Ali Mohammed Gedi (, ) (born 2 October 1952), popularly known as Ali Gedi, was the Prime Minister of the Transitional Federal Government (TFG) of Somalia from 2004 to 2007. He was relatively unknown in political circles upon his appointment as prime minister in November 2004. He is affiliated with the Abgaal subclan of Mogadishu's Hawiye clan, one of Somalia's four most powerful clan 'families'. He narrowly survived a suicide attack on his home that left at least seven people dead on June 3, 2007.

Biography
Ali Mohamed Gedi was born in Mogadishu, Somalia in 1952. He is from the Abgaal sub-clan of the Hawiye.
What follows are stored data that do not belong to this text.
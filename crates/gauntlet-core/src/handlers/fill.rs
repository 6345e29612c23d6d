//! Fill handler for inbound bridge deliveries.
//!
//! Runs a delivered message through endpoint trust, decoding,
//! authorization, the optional replay ledger and finally the payout.

use crate::engine::{event_bus::EventBus, ReceiverError};
use alloy_primitives::Address;
use gauntlet_auth::AuthorizationGate;
use gauntlet_config::ReceiverConfig;
use gauntlet_custody::CustodyService;
use gauntlet_storage::StorageService;
use gauntlet_types::{
	AuctionMessage, Authorization, CallContext, FillReceipt, GauntletEvent, InboundDelivery,
};
use std::sync::Arc;
use tokio::sync::Mutex;
use tracing::instrument;

/// Storage namespace of the consumed-auction ledger.
pub const FILLS_NAMESPACE: &str = "fills";

/// Handler that authorizes and pays out inbound fills.
pub struct FillHandler {
	receiver: ReceiverConfig,
	gate: AuthorizationGate,
	custody: Arc<CustodyService>,
	storage: Arc<StorageService>,
	event_bus: EventBus,
	/// Held from the replay check until the payout settles.
	fill_lock: Mutex<()>,
}

impl FillHandler {
	pub fn new(
		receiver: ReceiverConfig,
		custody: Arc<CustodyService>,
		storage: Arc<StorageService>,
		event_bus: EventBus,
	) -> Self {
		Self {
			gate: AuthorizationGate::new(receiver.domain_name.clone()),
			receiver,
			custody,
			storage,
			event_bus,
			fill_lock: Mutex::new(()),
		}
	}

	/// Builds the call context for this receiver's chain and version.
	pub fn context(&self, caller: Address, designated_signer: Address, now: u32) -> CallContext {
		CallContext {
			caller,
			designated_signer,
			now,
			chain_id: self.receiver.chain_id,
			version: self.receiver.version,
		}
	}

	/// Authorizes a decoded message without paying out.
	pub fn verify(
		&self,
		message: &AuctionMessage,
		caller: Address,
		designated_signer: Address,
		now: u32,
	) -> Result<Authorization, ReceiverError> {
		let ctx = self.context(caller, designated_signer, now);
		Ok(self.gate.authorize(message, &ctx)?)
	}

	/// Handles a delivery. Every failure is published as
	/// [`GauntletEvent::FillRejected`] before it is returned.
	#[instrument(skip_all, fields(endpoint = %delivery.endpoint, caller = %caller, now = now))]
	pub async fn handle(
		&self,
		delivery: &InboundDelivery,
		caller: Address,
		now: u32,
	) -> Result<FillReceipt, ReceiverError> {
		match self.process(delivery, caller, now).await {
			Ok(receipt) => Ok(receipt),
			Err(e) => {
				tracing::warn!(error = %e, "Rejected fill");
				self.event_bus
					.publish(GauntletEvent::FillRejected {
						reason: e.to_string(),
					})
					.ok();
				Err(e)
			},
		}
	}

	async fn process(
		&self,
		delivery: &InboundDelivery,
		caller: Address,
		now: u32,
	) -> Result<FillReceipt, ReceiverError> {
		if let Some(trusted) = self.receiver.endpoint {
			if delivery.endpoint != trusted {
				return Err(ReceiverError::UntrustedEndpoint(delivery.endpoint));
			}
		}

		let message = gauntlet_codec::decode(&delivery.message)?;
		let authorization = self.verify(&message, caller, delivery.designated_signer, now)?;

		tracing::info!(
			auction_id = authorization.auction_id,
			signer = %authorization.signer,
			path = ?authorization.path,
			"Verified signature"
		);
		self.event_bus.publish(GauntletEvent::SignatureVerified).ok();

		let _guard = self.fill_lock.lock().await;

		let fill_id = message.auction_id.to_string();
		if self.receiver.replay_protection
			&& self.storage.exists(FILLS_NAMESPACE, &fill_id).await?
		{
			return Err(ReceiverError::AuctionAlreadyFilled(message.auction_id));
		}

		let receipt = FillReceipt {
			auction_id: message.auction_id,
			token: delivery.token,
			amount: delivery.amount,
			recipient: message.recipient,
			expiry: message.expiry,
			fill_completed: delivery.fill_completed,
			path: authorization.path,
		};

		// Recorded before the payout and removed again if the payout fails
		if self.receiver.replay_protection {
			self.storage
				.store(FILLS_NAMESPACE, &fill_id, &receipt)
				.await?;
		}

		if let Err(e) = self
			.custody
			.transfer(
				self.receiver.address,
				delivery.token,
				message.recipient,
				delivery.amount,
			)
			.await
		{
			if self.receiver.replay_protection {
				if let Err(remove) = self.storage.remove(FILLS_NAMESPACE, &fill_id).await {
					tracing::error!(
						auction_id = message.auction_id,
						error = %remove,
						"Failed to roll back fill record"
					);
				}
			}
			return Err(e.into());
		}

		self.event_bus
			.publish(GauntletEvent::FillExecuted {
				auction_id: message.auction_id,
				recipient: message.recipient,
				expiry: message.expiry,
			})
			.ok();

		tracing::info!(
			auction_id = receipt.auction_id,
			recipient = %receipt.recipient,
			amount = %receipt.amount,
			fill_completed = receipt.fill_completed,
			"Executed fill"
		);
		Ok(receipt)
	}
}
Gedi was raised by his paternal grandmother and later by his stepmother. Gedi's father was an officer in the military and in 1978 joined the Somali National Security Service (NSS) under the reign of Siad Barre at the rank of Colonel.

Gedi studied at Jamal Abdul Nasser High School in Mogadishu, graduating in 1972. He completed military training and national service, and taught in the early 1970s.  At university, Gedi excelled in his studies, and went on to the University of Pisa.  He graduated in 1978, and was subsequently employed by the Somali National University (Faculty of Veterinary Medicine) as an assistant lecturer. From 1980 to 1983, he studied at the University of Pisa for postgraduate studies and obtained a Doctorate Degree in Veterinary Pathology and Surgery. He then returned to teaching in 1983 as a lecturer and headed the department until 1990.

Political reconciliation 

He attended political reconciliation conferences in Mogadishu (1994 - 1996), in Cairo, Egypt (1997), in Addis Ababa, Ethiopia (early 1998), in Nairobi, Kenya (late 1998), in Beledweyne, Hiiran - Somalia (1999). (Ali Mohamed Gedi, share with Abdirahman Gutale).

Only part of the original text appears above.